Les 4xx que vous rencontrerez

  • 400 — requête mal formée. Le plus souvent un en-tête ou un cookie trop gros, pas votre code.
  • 401 — non authentifié. Connectez-vous.
  • 403 — authentifié et pourtant non autorisé, ou le serveur ne peut pas lire le fichier.
  • 404 — introuvable. Si la page devrait exister, le suspect est la règle de réécriture, pas le fichier.
  • 413 — le fichier envoyé dépasse ce que le serveur accepte.
  • 429 — débit limité. Quelque chose demande trop souvent, parfois votre propre tâche cron.

Les 5xx

  • 500 — votre application a planté. Le message est dans le journal, pas sur la page.
  • 502 — ce qui se trouve derrière le serveur web a donné une réponse inutilisable, presque toujours PHP.
  • 503 — indisponible volontairement, ou à court de capacité.
  • 504 — ce qui se trouve derrière travaillait encore quand le serveur web a cessé d'attendre.

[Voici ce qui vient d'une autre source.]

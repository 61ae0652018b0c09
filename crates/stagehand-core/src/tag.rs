//! Release tag derivation
//!
//! All indices of one app stage share a release, addressed by a base tag
//! such as `v1.0.0.alpha` (dot style) or `v1.0.0-alpha` (dash style).

use regex::Regex;
use std::sync::LazyLock;
use tracing::debug;

use crate::error::WorkflowError;
use crate::types::{Stage, TagStyle};
use crate::version::ParsedVersion;

static RELEASE_TAG_REGEX: LazyLock<Regex> = LazyLock::new(|| {
    Regex::new(
        r"^v(?P<semver>\d+\.\d+\.\d+)(?P<sep>[.-])(?P<stage>alpha|beta|rc|pre|release)(?:[.-](?P<index>\d+))?$",
    )
    .expect("Invalid regex")
});

/// Base tag for a version under a style
pub fn base_tag(version: &ParsedVersion, style: TagStyle) -> String {
    format!(
        "v{}.{}.{}{}{}",
        version.major,
        version.minor,
        version.patch,
        style.separator(),
        version.stage
    )
}

/// A version-shaped release tag found on the host
#[derive(Debug, Clone, PartialEq, Eq)]
pub struct ReleaseTag {
    /// `MAJOR.MINOR.PATCH`
    pub semver: String,
    pub stage: Stage,
    pub style: TagStyle,
    /// Legacy tags carried the build index
    pub index: Option<u32>,
}

impl ReleaseTag {
    /// Whether this is a legacy per-index tag rather than a base tag
    pub fn has_index(&self) -> bool {
        self.index.is_some()
    }

    /// The base tag this tag belongs to, keeping its separator
    pub fn base(&self) -> String {
        format!("v{}{}{}", self.semver, self.style.separator(), self.stage)
    }
}

/// Recognize a version-shaped tag; anything else is not managed by us
pub fn parse_release_tag(tag: &str) -> Option<ReleaseTag> {
    let caps = RELEASE_TAG_REGEX.captures(tag.trim())?;
    let style = match caps.name("sep")?.as_str() {
        "-" => TagStyle::Dash,
        _ => TagStyle::Dot,
    };
    let index = match caps.name("index") {
        Some(m) => Some(m.as_str().parse().ok()?),
        None => None,
    };

    Some(ReleaseTag {
        semver: caps.name("semver")?.as_str().to_string(),
        stage: caps.name("stage")?.as_str().parse().ok()?,
        style,
        index,
    })
}

/// Normalize any tag form (`1.0.0-alpha`, `v1.0.0.alpha.2`, ...) to its base tag
///
/// Tags that are not version-shaped are returned trimmed and unchanged.
pub fn base_tag_of(tag: &str) -> String {
    let trimmed = tag.trim();
    let prefixed = if trimmed.starts_with('v') {
        trimmed.to_string()
    } else {
        format!("v{}", trimmed)
    };

    match parse_release_tag(&prefixed) {
        Some(parsed) => parsed.base(),
        None => trimmed.to_string(),
    }
}

/// Outcome of looking at a repository's existing tags
#[derive(Debug, Clone, Copy, Default, PartialEq, Eq)]
pub struct StyleSurvey {
    pub dot: bool,
    pub dash: bool,
}

impl StyleSurvey {
    /// Record which styles appear among `tags`
    pub fn from_tags<'a>(tags: impl IntoIterator<Item = &'a str>) -> Self {
        let mut survey = Self::default();
        for tag in tags {
            if let Some(parsed) = parse_release_tag(tag) {
                match parsed.style {
                    TagStyle::Dot => survey.dot = true,
                    TagStyle::Dash => survey.dash = true,
                }
            }
        }
        survey
    }
}

/// Decide which style to use for `version` in a repository
///
/// - a single style in use is adopted;
/// - no version tags at all falls back to `explicit`, then `default`;
/// - both styles in use require an explicit choice;
/// - an explicit choice is refused when the same version and stage already
///   exists under the other style.
pub fn resolve_tag_style(
    repo: &str,
    existing_tags: &[String],
    version: &ParsedVersion,
    explicit: Option<TagStyle>,
    default: TagStyle,
) -> Result<TagStyle, WorkflowError> {
    let survey = StyleSurvey::from_tags(existing_tags.iter().map(String::as_str));
    debug!(repo, dot = survey.dot, dash = survey.dash, explicit = ?explicit, "surveyed tag styles");

    if let Some(style) = explicit {
        let clash = base_tag(version, style.opposite());
        if existing_tags.iter().any(|t| t == &clash) {
            return Err(WorkflowError::TagStyleAmbiguous {
                repo: repo.to_string(),
                message: format!(
                    "{} style requested but release {} already exists",
                    style, clash
                ),
            });
        }
    }

    match (survey.dot, survey.dash) {
        (true, true) => explicit.ok_or_else(|| WorkflowError::TagStyleAmbiguous {
            repo: repo.to_string(),
            message: "both dot-style and dash-style release tags exist".to_string(),
        }),
        (true, false) => Ok(TagStyle::Dot),
        (false, true) => Ok(TagStyle::Dash),
        (false, false) => Ok(explicit.unwrap_or(default)),
    }
}

#[cfg(test)]
mod tests {
    use super::*;

    fn v(stage: Stage, index: u32) -> ParsedVersion {
        ParsedVersion::new(1, 0, 0, stage, index)
    }

    fn tags(list: &[&str]) -> Vec<String> {
        list.iter().map(|s| s.to_string()).collect()
    }

    #[test]
    fn test_base_tag_styles() {
        assert_eq!(base_tag(&v(Stage::Alpha, 2), TagStyle::Dot), "v1.0.0.alpha");
        assert_eq!(base_tag(&v(Stage::Alpha, 2), TagStyle::Dash), "v1.0.0-alpha");
    }

    #[test]
    fn test_base_tag_shared_by_indices() {
        assert_eq!(
            base_tag(&v(Stage::Beta, 1), TagStyle::Dot),
            base_tag(&v(Stage::Beta, 9), TagStyle::Dot)
        );
    }

    #[test]
    fn test_parse_release_tag() {
        let tag = parse_release_tag("v1.2.3-rc").unwrap();
        assert_eq!(tag.semver, "1.2.3");
        assert_eq!(tag.stage, Stage::Rc);
        assert_eq!(tag.style, TagStyle::Dash);
        assert!(!tag.has_index());

        let legacy = parse_release_tag("v1.2.3.rc.4").unwrap();
        assert_eq!(legacy.index, Some(4));
        assert_eq!(legacy.base(), "v1.2.3.rc");

        assert!(parse_release_tag("v1.2.3").is_none());
        assert!(parse_release_tag("nightly").is_none());
    }

    #[test]
    fn test_base_tag_of_keeps_separator() {
        assert_eq!(base_tag_of("v1.0.0.alpha"), "v1.0.0.alpha");
        assert_eq!(base_tag_of("v1.0.0-alpha"), "v1.0.0-alpha");
        assert_eq!(base_tag_of("1.0.0-alpha.2"), "v1.0.0-alpha");
        assert_eq!(base_tag_of(" v1.0.0.alpha.2 "), "v1.0.0.alpha");
        assert_eq!(base_tag_of("nightly"), "nightly");
    }

    #[test]
    fn test_style_adopted_from_repository() {
        let existing = tags(&["v0.9.0-beta", "nightly"]);
        let style =
            resolve_tag_style("o/r", &existing, &v(Stage::Alpha, 1), None, TagStyle::Dot).unwrap();
        assert_eq!(style, TagStyle::Dash);
    }

    #[test]
    fn test_style_default_when_no_tags() {
        let style = resolve_tag_style("o/r", &[], &v(Stage::Alpha, 1), None, TagStyle::Dot).unwrap();
        assert_eq!(style, TagStyle::Dot);
        let style = resolve_tag_style(
            "o/r",
            &[],
            &v(Stage::Alpha, 1),
            Some(TagStyle::Dash),
            TagStyle::Dot,
        )
        .unwrap();
        assert_eq!(style, TagStyle::Dash);
    }

    #[test]
    fn test_both_styles_need_explicit_choice() {
        let existing = tags(&["v0.9.0-beta", "v0.9.1.beta"]);
        let err =
            resolve_tag_style("o/r", &existing, &v(Stage::Alpha, 1), None, TagStyle::Dot).unwrap_err();
        assert!(matches!(err, WorkflowError::TagStyleAmbiguous { .. }));

        let style = resolve_tag_style(
            "o/r",
            &existing,
            &v(Stage::Alpha, 1),
            Some(TagStyle::Dot),
            TagStyle::Dot,
        )
        .unwrap();
        assert_eq!(style, TagStyle::Dot);
    }

    #[test]
    fn test_explicit_style_clashing_with_existing_release() {
        let existing = tags(&["v1.0.0-alpha"]);
        let err = resolve_tag_style(
            "o/r",
            &existing,
            &v(Stage::Alpha, 3),
            Some(TagStyle::Dot),
            TagStyle::Dot,
        )
        .unwrap_err();
        assert!(matches!(err, WorkflowError::TagStyleAmbiguous { .. }));
    }
}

Lisez le vrai code, pas la page

curl -sI https://yourdomain.com/some/page | head -1
Une jolie page d'erreur renvoyée avec un 200 est pire que l'erreur : les moteurs l'indexent comme une vraie page, et une surveillance qui vérifie le 200 ne se déclenche jamais. Une page d'erreur doit renvoyer son propre code.

Les deux qui comptent pour la recherche

Une page qui a déménagé renvoie 301 et transmet son crédit à la nouvelle adresse. Une page qui a disparu renvoie 410 ou 404. Rediriger à la place chaque page supprimée vers l'accueil est lu comme un soft 404 et n'aide personne.

Un 200 au corps vide est un bogue à lui seul — le plus souvent PHP qui meurt sans écrire d'erreur. Regardez le journal plutôt que la page.